§ YOUR OBJECTIVE
Every line of the data is to be retyped exactly.
Segment Start: EXERCISE DATA
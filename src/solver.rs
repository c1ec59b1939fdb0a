//! The optimize-to-convergence loop.

use rand::rngs::StdRng;
use rand::{Rng, SeedableRng};

use crate::constructive::Method;
use crate::degeneracy::resolve_degeneracy;
use crate::error::SolveError;
use crate::evaluation::{calculate_potentials, select_pivot};
use crate::models::{ProblemInstance, SolutionStep, SolutionTrace};
use crate::pivoting::rebuild_solution;

/// Solves the problem to proven optimality, recording every iteration.
///
/// Builds the initial feasible solution with `method`, repairs any
/// degeneracy, then loops: compute potentials, snapshot the step, select
/// the entering cell, rebase around its cycle, and re-check degeneracy —
/// until no non-basic cell violates the potentials. The final trace step
/// carries no pivot, which is the optimality certificate.
///
/// The random source drives only the degeneracy resolver's candidate
/// sampling; pass a seeded generator for reproducible runs.
///
/// # Errors
///
/// Any [`SolveError`] aborts the run; no partial trace is returned.
pub fn solve<R: Rng>(
    problem: &ProblemInstance,
    method: Method,
    rng: &mut R,
) -> Result<SolutionTrace, SolveError> {
    let mut solution = method.build(problem);
    resolve_degeneracy(problem, &mut solution, rng)?;

    let mut trace = SolutionTrace::new();
    loop {
        let potentials = calculate_potentials(problem, &solution);
        if !potentials.is_complete() {
            return Err(SolveError::UnresolvablePotentials);
        }
        let pivot = select_pivot(problem, &solution, &potentials);
        trace.push_step(SolutionStep {
            matrix: solution.clone(),
            potentials,
            pivot,
        });
        let Some(entering) = pivot else {
            return Ok(trace);
        };
        rebuild_solution(&mut solution, entering)?;
        resolve_degeneracy(problem, &mut solution, rng)?;
    }
}

/// [`solve`] with a seeded [`StdRng`], for reproducible runs.
pub fn solve_seeded(
    problem: &ProblemInstance,
    method: Method,
    seed: u64,
) -> Result<SolutionTrace, SolveError> {
    let mut rng = StdRng::seed_from_u64(seed);
    solve(problem, method, &mut rng)
}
Segment End: EXERCISE DATA
§ ANSWER FOR THIS EXERCISE
filename src/solver.rs
repository c1ec59b1939fdb0a
//! The optimize-to-convergence loop.

use rand::rngs::StdRng;
use rand::{Rng, SeedableRng};

use crate::constructive::Method;
use crate::degeneracy::resolve_degeneracy;
use crate::error::SolveError;
use crate::evaluation::{calculate_potentials, select_pivot};
use crate::models::{ProblemInstance, SolutionStep, SolutionTrace};
use crate::pivoting::rebuild_solution;

/// Solves the problem to proven optimality, recording every iteration.
///
/// Builds the initial feasible solution with `method`, repairs any
/// degeneracy, then loops: compute potentials, snapshot the step, select
/// the entering cell, rebase around its cycle, and re-check degeneracy —
/// until no non-basic cell violates the potentials. The final trace step
/// carries no pivot, which is the optimality certificate.
///
/// The random source drives only the degeneracy resolver's candidate
/// sampling; pass a seeded generator for reproducible runs.
///
/// # Errors
///
/// Any [`SolveError`] aborts the run; no partial trace is returned.
pub fn solve<R: Rng>(
    problem: &ProblemInstance,
    method: Method,
    rng: &mut R,
) -> Result<SolutionTrace, SolveError> {
    let mut solution = method.build(problem);
    resolve_degeneracy(problem, &mut solution, rng)?;

    let mut trace = SolutionTrace::new();
    loop {
        let potentials = calculate_potentials(problem, &solution);
        if !potentials.is_complete() {
            return Err(SolveError::UnresolvablePotentials);
        }
        let pivot = select_pivot(problem, &solution, &potentials);
        trace.push_step(SolutionStep {
            matrix: solution.clone(),
            potentials,
            pivot,
        });
        let Some(entering) = pivot else {
            return Ok(trace);
        };
        rebuild_solution(&mut solution, entering)?;
        resolve_degeneracy(problem, &mut solution, rng)?;
    }
}

/// [`solve`] with a seeded [`StdRng`], for reproducible runs.
pub fn solve_seeded(
    problem: &ProblemInstance,
    method: Method,
    seed: u64,
) -> Result<SolutionTrace, SolveError> {
    let mut rng = StdRng::seed_from_u64(seed);
    solve(problem, method, &mut rng)
}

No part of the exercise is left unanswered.